I’M AT THE END OF MY TETHER, OR THEREABOUTS.

DON’T SAY AS I DIDN’T WARN YOU, LADIES!

YOURS SINCERELY,

KENNETH CRANSHAW (SR)

~ ~ ~

Find enclosed: letter 7 by Edo Wa Makuna (of Bleachers) in some weird Franco-African lingo (completely incomprehensible) followed by the translation I commissioned (7a), in some kind of deranged, haut-bourgeois English (equally incomprehensible).

The translation costs amounted to the princely sum of £897. Given that the translation is almost twice the length of the original, I am at least confident that we got our money’s worth,

Loz

[letter 7]

Bleachers

The High Street

Burley Cross

Wharfedale

20/12/06

Oh my dear Brother!

Every year the same, old charade, eh? Every year our mother’s first-born puts pen to paper — his hand growing shakier, his French getting clumsier — in the pathetic hope that his brother — the second-born — will receive his letter and hungrily devour it with his crazy, shit-coloured eyes and be born to him again.
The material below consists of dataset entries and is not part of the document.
impl FontCache {
    pub fn new(loader: Box<dyn FontLoader>) -> Self {
        Self {
            loader,
            maps: ReentrantMutex::new(RefCell::new(FontMaps::default())),
        }
    }

    pub fn with_default_loader() -> Self {
        Self::new(Box::new(AbGlyphLoader::new()))
    }

    /// Load a font file, or add a reference to the already loaded one.
    ///
    /// If the mapped font was unloaded behind the cache's back it is silently
    /// reloaded and the map entry updated.
    pub fn load_file(&self, path: &Path) -> Option<FontId> {
        let _guard = self.maps.lock();
        let existing = self.with_maps(|maps| maps.path_to_id.get(path).copied());
        match existing {
            None => {
                let id = self.loader.load_path(path)?;
                self.with_maps(|maps| maps.path_to_id.insert(path.to_path_buf(), id));
                Some(id)
            }
            Some(id) => {
                if self.loader.is_loaded(id) {
                    self.loader.add_ref(id);
                    Some(id)
                } else {
                    let id = self.loader.load_path(path)?;
                    self.with_maps(|maps| maps.path_to_id.insert(path.to_path_buf(), id));
                    Some(id)
                }
            }
        }
    }

    /// Load an in-memory font block keyed by a content-derived name.
    pub fn load_memory(&self, name: &str, data: &[u8]) -> Option<FontId> {
        let _guard = self.maps.lock();
        let existing = self.with_maps(|maps| maps.name_to_id.get(name).copied());
        match existing {
            None => {
                let id = self.loader.load_memory(name, data)?;
                self.with_maps(|maps| maps.name_to_id.insert(name.to_owned(), id));
                Some(id)
            }
            Some(id) => {
                if self.loader.is_loaded(id) {
                    self.loader.add_ref(id);
                    Some(id)
                } else {
                    let id = self.loader.load_memory(name, data)?;
                    self.with_maps(|maps| maps.name_to_id.insert(name.to_owned(), id));
                    Some(id)
                }
            }
        }
    }

    /// Drop one reference; once the loader reports the font fully unloaded,
    /// every map entry pointing at it is removed.
    pub fn unload(&self, id: FontId) {
        let _guard = self.maps.lock();
        let unloaded = self.loader.unload(id);
        if unloaded {
            self.with_maps(|maps| {
                maps.path_to_id.retain(|_, v| *v != id);
                maps.name_to_id.retain(|_, v| *v != id);
            });
        }
    }

    /// Unload everything and clear both maps.
    pub fn clear(&self) {
        let _guard = self.maps.lock();
        self.with_maps(|maps| {
            for (_, id) in maps.path_to_id.drain() {
                self.loader.unload(id);
            }
            for (_, id) in maps.name_to_id.drain() {
                self.loader.unload(id);
            }
        });
    }

    pub fn is_loaded(&self, id: FontId) -> bool {
        let _guard = self.maps.lock();
        self.loader.is_loaded(id)
    }

    /// Rasterization handle for a font, or the built-in fallback for
    /// [`FontId::BUILTIN`].
    pub fn font(&self, id: FontId) -> Option<FontArc> {
        let _guard = self.maps.lock();
        self.loader.font(id)
    }

    fn add_ref(&self, id: FontId) {
        let _guard = self.maps.lock();
        self.loader.add_ref(id);
    }

    /// Hold the cache lock for the duration of `f`.
    ///
    /// Glyph rasterization must run under this lock; nested font loads from
    /// within `f` are legal because the lock is recursive.
    pub fn with_lock<R>(&self, f: impl FnOnce(&FontCache) -> R) -> R {
        let _guard = self.maps.lock();
        f(self)
    }

    /// Load per a strip's font spec and wrap the reference in an RAII handle.
    pub fn load_handle(self: &Arc<Self>, spec: &FontSpec) -> Option<FontHandle> {
        let id = match spec {
            FontSpec::Builtin => Some(FontId::BUILTIN),
            FontSpec::Path(path) => self.load_file(path),
            FontSpec::Memory { name, data } => self.load_memory(name, data),
        }?;
        Some(FontHandle {
            cache: Arc::clone(self),
            id,
        })
    }

    fn with_maps<R>(&self, f: impl FnOnce(&mut FontMaps) -> R) -> R {
        let guard = self.maps.lock();
        let r = f(&mut guard.borrow_mut());
        r
    }
}
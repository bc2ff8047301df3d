use crate::effects::EffectKind;
use crate::params::EffectParams;

/// Opaque reference to another strip, resolved by the surrounding pipeline.
pub type StripId = u32;

/// Secondary blend applied while compositing a strip onto the stack below it.
#[derive(Clone, Copy, Debug, PartialEq, serde::Serialize, serde::Deserialize)]
pub enum StripBlend {
    /// Opaque replace, no blend kernel runs.
    Replace,
    /// Blend using the given effect kind's compositor.
    Kind(EffectKind),
}

/// A timeline strip as seen by the effect engine.
///
/// Track CRUD and handle editing are external; this record exposes the effect
/// kind, its parameter record, timing, and up to two input-strip references.
#[derive(Clone, Debug, serde::Serialize, serde::Deserialize)]
pub struct Strip {
    pub kind: EffectKind,
    pub blend: StripBlend,
    /// Channel (track) number, 1-based from the bottom of the stack.
    pub channel: i32,
    /// Timeline frame where the strip content starts.
    pub start: f32,
    /// Left trim handle, in timeline frames.
    pub left_handle: i32,
    /// Right trim handle, in timeline frames (exclusive).
    pub right_handle: i32,
    /// Frames trimmed off the start of the source content.
    pub offset_start: i32,
    /// Untrimmed source content length in frames.
    pub content_length: i32,
    pub input1: Option<StripId>,
    pub input2: Option<StripId>,
    /// Source channel for the multicam effect.
    pub multicam_source: i32,
    pub params: EffectParams,
}

impl Strip {
    /// Create a strip of the given kind with that kind's default parameters.
    pub fn new(kind: EffectKind) -> Self {
        let mut strip = Self {
            kind,
            blend: StripBlend::Replace,
            channel: 1,
            start: 0.0,
            left_handle: 0,
            right_handle: 0,
            offset_start: 0,
            content_length: 0,
            input1: None,
            input2: None,
            multicam_source: 0,
            params: EffectParams::default_for(kind),
        };
        kind.handle().init(&mut strip);
        strip
    }

    /// Active span length in frames, from the trim handles.
    pub fn strip_length(&self) -> i32 {
        self.right_handle - self.left_handle
    }

    /// 0-based frame index within the strip for a timeline frame.
    pub fn frame_index(&self, timeline_frame: f32) -> f32 {
        timeline_frame - self.left_handle as f32
    }

    /// Number of non-null input references.
    pub fn input_count(&self) -> usize {
        usize::from(self.input1.is_some()) + usize::from(self.input2.is_some())
    }

    pub(crate) fn swap_inputs(&mut self) {
        std::mem::swap(&mut self.input1, &mut self.input2);
    }
}

#[cfg(test)]
mod tests {
    use super::*;

    #[test]
    fn new_strip_gets_matching_params() {
        let strip = Strip::new(EffectKind::Wipe);
        assert!(matches!(strip.params, EffectParams::Wipe(_)));
        let strip = Strip::new(EffectKind::Cross);
        assert!(matches!(strip.params, EffectParams::None));
    }

    #[test]
    fn alpha_over_init_swaps_inputs() {
        let mut strip = Strip::new(EffectKind::AlphaOver);
        strip.input1 = Some(1);
        strip.input2 = None;
        // Re-run init the way the registry would on load.
        EffectKind::AlphaOver.handle().init(&mut strip);
        assert_eq!(strip.input1, None);
        assert_eq!(strip.input2, Some(1));
    }

    #[test]
    fn frame_index_is_relative_to_left_handle() {
        let mut strip = Strip::new(EffectKind::Speed);
        strip.left_handle = 10;
        strip.right_handle = 20;
        assert_eq!(strip.frame_index(10.0), 0.0);
        assert_eq!(strip.strip_length(), 10);
    }
}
We both know the truth, eh, Bro’? We both know the truth, too well. But every year…

Where are you, my brother? I see you, as of old, sitting on the thick stump of that rotted acacia outside the Catholic Orphanage in Leopoldville! Your sunken cheeks! Your quick, angry laugh like the yap of a hyena! Your long legs sticking out like twigs from a pair of tattered shorts. Those brown knees pinkened with scars! Those brown arms chalked a ghostly white with streaks of sweat.

How loud you were! How you stank! A maniac! A fiend! Stolen mango pulp festooning the gaps between your gnashing teeth! You always were the greatest thief! A terrible liar! A vagabond!